Collect every line of the records below that contains the word "implementation".
+++ DATA PROVIDED +++
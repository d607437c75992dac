//! MongoDB OrderStore implementation.

use async_trait::async_trait;
use bson::serde_helpers::chrono_datetime_as_bson_datetime;
use chrono::{DateTime, Utc};
use futures::TryStreamExt;
use mongodb::bson::doc;
use mongodb::options::{FindOneAndUpdateOptions, FindOptions, ReturnDocument};
use mongodb::{Collection, Database, IndexModel};
use rust_decimal::Decimal;
use serde::{Deserialize, Serialize};
use uuid::Uuid;

use crate::domain::order::{Order, OrderLine, OrderStatus, PaymentDetails, ShippingDetails};
use crate::storage::{OrderStore, Result, StorageError};

use super::ORDERS_COLLECTION;

/// Stored shape of an order line.
#[derive(Debug, Serialize, Deserialize)]
struct OrderLineDoc {
    product: String,
    quantity: u32,
}

/// Stored shape of an order.
#[derive(Debug, Serialize, Deserialize)]
#[serde(rename_all = "camelCase")]
struct OrderDoc {
    #[serde(rename = "_id")]
    id: String,
    user: String,
    products: Vec<OrderLineDoc>,
    total_amount: Decimal,
    shipping_details: ShippingDetails,
    #[serde(skip_serializing_if = "Option::is_none")]
    payment_details: Option<PaymentDetails>,
    status: OrderStatus,
    #[serde(with = "chrono_datetime_as_bson_datetime")]
    created_at: DateTime<Utc>,
}

impl From<&Order> for OrderDoc {
    fn from(order: &Order) -> Self {
        Self {
            id: order.id.to_string(),
            user: order.user.to_string(),
            products: order
                .products
                .iter()
                .map(|line| OrderLineDoc {
                    product: line.product.to_string(),
                    quantity: line.quantity,
                })
                .collect(),
            total_amount: order.total_amount,
            shipping_details: order.shipping_details.clone(),
            payment_details: order.payment_details.clone(),
            status: order.status,
            created_at: order.created_at,
        }
    }
}

impl TryFrom<OrderDoc> for Order {
    type Error = StorageError;

    fn try_from(doc: OrderDoc) -> Result<Self> {
        let products = doc
            .products
            .into_iter()
            .map(|line| {
                Ok(OrderLine {
                    product: Uuid::parse_str(&line.product)?,
                    quantity: line.quantity,
                })
            })
            .collect::<Result<Vec<_>>>()?;

        Ok(Order {
            id: Uuid::parse_str(&doc.id)?,
            user: Uuid::parse_str(&doc.user)?,
            products,
            total_amount: doc.total_amount,
            shipping_details: doc.shipping_details,
            payment_details: doc.payment_details,
            status: doc.status,
            created_at: doc.created_at,
        })
    }
}

/// MongoDB implementation of OrderStore.
pub struct MongoOrderStore {
    orders: Collection<OrderDoc>,
}

impl MongoOrderStore {
    /// Create the store and ensure the owner listing index exists.
    pub async fn new(database: &Database) -> Result<Self> {
        let orders = database.collection(ORDERS_COLLECTION);

        let owner_index = IndexModel::builder()
            .keys(doc! { "user": 1, "createdAt": -1 })
            .build();
        orders.create_index(owner_index).await?;

        Ok(Self { orders })
    }

    async fn collect_sorted(&self, filter: bson::Document) -> Result<Vec<Order>> {
        let options = FindOptions::builder()
            .sort(doc! { "createdAt": -1 })
            .build();
        let docs: Vec<OrderDoc> = self
            .orders
            .find(filter)
            .with_options(options)
            .await?
            .try_collect()
            .await?;
        docs.into_iter().map(Order::try_from).collect()
    }
}

#[async_trait]
impl OrderStore for MongoOrderStore {
    async fn insert(&self, order: &Order) -> Result<()> {
        self.orders.insert_one(OrderDoc::from(order)).await?;
        Ok(())
    }

    async fn find_by_id(&self, id: Uuid) -> Result<Option<Order>> {
        let doc = self
            .orders
            .find_one(doc! { "_id": id.to_string() })
            .await?;
        doc.map(Order::try_from).transpose()
    }

    async fn list_by_user(&self, user: Uuid) -> Result<Vec<Order>> {
        self.collect_sorted(doc! { "user": user.to_string() }).await
    }

    async fn list_all(&self) -> Result<Vec<Order>> {
        self.collect_sorted(doc! {}).await
    }

    async fn update_status(&self, id: Uuid, status: OrderStatus) -> Result<Order> {
        let options = FindOneAndUpdateOptions::builder()
            .return_document(ReturnDocument::After)
            .build();
        let doc = self
            .orders
            .find_one_and_update(
                doc! { "_id": id.to_string() },
                doc! { "$set": { "status": status.as_str() } },
            )
            .with_options(options)
            .await?;
        match doc {
            Some(doc) => Order::try_from(doc),
            None => Err(StorageError::NotFound {
                entity: "order",
                id: id.to_string(),
            }),
        }
    }
}
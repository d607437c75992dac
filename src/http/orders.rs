//! Order placement, listing, and the operator status workflow.

use axum::extract::{Path, State};
use axum::http::StatusCode;
use axum::Json;
use rust_decimal::Decimal;
use serde::{Deserialize, Serialize};
use uuid::Uuid;

use crate::auth::{Identity, Operator};
use crate::domain::order::{Order, OrderLine, PaymentDetails, ShippingDetails};
use crate::error::{errmsg, Error, Result};
use crate::services::{OrderView, PlaceOrder};

use super::AppState;

/// One requested line. `productId` is the spelling some older clients
/// send; both land in the same place.
#[derive(Debug, Deserialize)]
pub struct OrderLineRequest {
    #[serde(alias = "productId")]
    product: Uuid,
    quantity: u32,
}

#[derive(Debug, Deserialize)]
#[serde(rename_all = "camelCase")]
pub struct PlaceOrderRequest {
    /// `items` is the spelling some older clients send.
    #[serde(alias = "items")]
    products: Option<Vec<OrderLineRequest>>,
    total_amount: Option<Decimal>,
    coupon_code: Option<String>,
    shipping_details: Option<ShippingDetails>,
    payment_details: Option<PaymentDetails>,
}

#[derive(Debug, Deserialize)]
pub struct StatusRequest {
    status: String,
}

#[derive(Debug, Serialize)]
pub struct OrderResponse {
    message: String,
    order: Order,
}

pub async fn place(
    identity: Identity,
    State(state): State<AppState>,
    Json(req): Json<PlaceOrderRequest>,
) -> Result<(StatusCode, Json<OrderResponse>)> {
    let lines = req
        .products
        .unwrap_or_default()
        .into_iter()
        .map(|line| OrderLine {
            product: line.product,
            quantity: line.quantity,
        })
        .collect();
    let shipping = req
        .shipping_details
        .ok_or_else(|| Error::Validation(errmsg::FIELDS_REQUIRED.to_string()))?;

    let order = state
        .orders
        .place(
            &identity,
            PlaceOrder {
                lines,
                shipping,
                payment: req.payment_details,
                coupon_code: req.coupon_code,
                client_total: req.total_amount,
            },
        )
        .await?;

    Ok((
        StatusCode::CREATED,
        Json(OrderResponse {
            message: "Order placed.".to_string(),
            order,
        }),
    ))
}

pub async fn mine(
    identity: Identity,
    State(state): State<AppState>,
) -> Result<Json<Vec<OrderView>>> {
    Ok(Json(state.orders.list_mine(&identity).await?))
}

pub async fn get_one(
    identity: Identity,
    State(state): State<AppState>,
    Path(id): Path<String>,
) -> Result<Json<Order>> {
    let id = parse_order_id(&id)?;
    Ok(Json(state.orders.get(&identity, id).await?))
}

pub async fn admin_list(
    Operator(identity): Operator,
    State(state): State<AppState>,
) -> Result<Json<Vec<OrderView>>> {
    Ok(Json(state.orders.list_all(&identity).await?))
}

pub async fn set_status(
    Operator(identity): Operator,
    State(state): State<AppState>,
    Path(id): Path<String>,
    Json(req): Json<StatusRequest>,
) -> Result<Json<OrderResponse>> {
    let id = parse_order_id(&id)?;
    let order = state.orders.transition(&identity, id, &req.status).await?;

    Ok(Json(OrderResponse {
        message: format!("Order status updated to {}.", order.status),
        order,
    }))
}

fn parse_order_id(raw: &str) -> Result<Uuid> {
    Uuid::parse_str(raw).map_err(|_| Error::NotFound(errmsg::ORDER_NOT_FOUND.to_string()))
}
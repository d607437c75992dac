//! storefront: REST backend for the storefront.
//!
//! ## Configuration
//!
//! `config.yaml` in the working directory, a file named by
//! `STOREFRONT_CONFIG`, or `STOREFRONT`-prefixed environment variables
//! (e.g. `STOREFRONT__AUTH__SECRET`). The legacy `PORT`, `MONGO_URI`, and
//! `JWT_SECRET` variables are still honored.

use std::sync::Arc;

use tracing::{error, info};

use storefront::auth::TokenIssuer;
use storefront::config::{Config, LOG_ENV_VAR};
use storefront::http::{self, AppState};
use storefront::services::{CatalogService, IdentityService, OrderService};
use storefront::storage;
use storefront::uploads::ImageStore;

/// Initialize tracing with the STOREFRONT_LOG environment variable.
///
/// Defaults to "info" level if STOREFRONT_LOG is not set.
fn init_tracing() {
    use tracing_subscriber::layer::SubscriberExt;
    use tracing_subscriber::util::SubscriberInitExt;

    tracing_subscriber::registry()
        .with(
            tracing_subscriber::EnvFilter::try_from_env(LOG_ENV_VAR)
                .unwrap_or_else(|_| tracing_subscriber::EnvFilter::new("info")),
        )
        .with(tracing_subscriber::fmt::layer())
        .init();
}

#[tokio::main]
async fn main() -> Result<(), Box<dyn std::error::Error>> {
    init_tracing();

    info!("Starting storefront service");

    let config = Config::load(None).map_err(|e| {
        error!("Failed to load configuration: {}", e);
        e
    })?;

    if config.auth.secret.is_empty() {
        return Err("auth.secret must be configured (or set JWT_SECRET)".into());
    }

    let stores = storage::init_storage(&config.storage).await?;

    let tokens = Arc::new(TokenIssuer::new(&config.auth));
    let identity = Arc::new(IdentityService::new(stores.users.clone(), tokens.clone()));

    if let Some(operator) = &config.auth.bootstrap_operator {
        identity.bootstrap_operator(operator).await?;
    }

    let state = AppState {
        catalog: Arc::new(CatalogService::new(stores.products.clone())),
        orders: Arc::new(OrderService::new(
            stores.orders,
            stores.products,
            stores.users,
            config.pricing.clone(),
            config.orders.clone(),
        )),
        images: Arc::new(ImageStore::new(&config.uploads.dir).await?),
        identity,
        tokens,
    };

    http::serve(state, &config.server)
        .await
        .map_err(|e| -> Box<dyn std::error::Error> { e })?;
    Ok(())
}
//! Axum extractors for authenticated callers.

use axum::extract::FromRequestParts;
use axum::http::header::AUTHORIZATION;
use axum::http::request::Parts;

use crate::error::{errmsg, Error};
use crate::http::AppState;

use super::Identity;

/// Pull the bearer token out of the Authorization header.
fn bearer_token(parts: &Parts) -> Option<&str> {
    parts
        .headers
        .get(AUTHORIZATION)?
        .to_str()
        .ok()?
        .strip_prefix("Bearer ")
}

impl FromRequestParts<AppState> for Identity {
    type Rejection = Error;

    async fn from_request_parts(
        parts: &mut Parts,
        state: &AppState,
    ) -> Result<Self, Self::Rejection> {
        let token = bearer_token(parts)
            .ok_or_else(|| Error::Authentication(errmsg::NO_TOKEN.to_string()))?;
        state.tokens.verify(token)
    }
}

/// An authenticated caller that must hold the operator role.
pub struct Operator(pub Identity);

impl FromRequestParts<AppState> for Operator {
    type Rejection = Error;

    async fn from_request_parts(
        parts: &mut Parts,
        state: &AppState,
    ) -> Result<Self, Self::Rejection> {
        let identity = Identity::from_request_parts(parts, state).await?;
        if !identity.is_operator() {
            return Err(Error::Authorization(errmsg::ADMIN_ONLY.to_string()));
        }
        Ok(Operator(identity))
    }
}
+++
RESPONSE TO THE TASK:
//! MongoDB OrderStore implementation.
/// MongoDB implementation of OrderStore.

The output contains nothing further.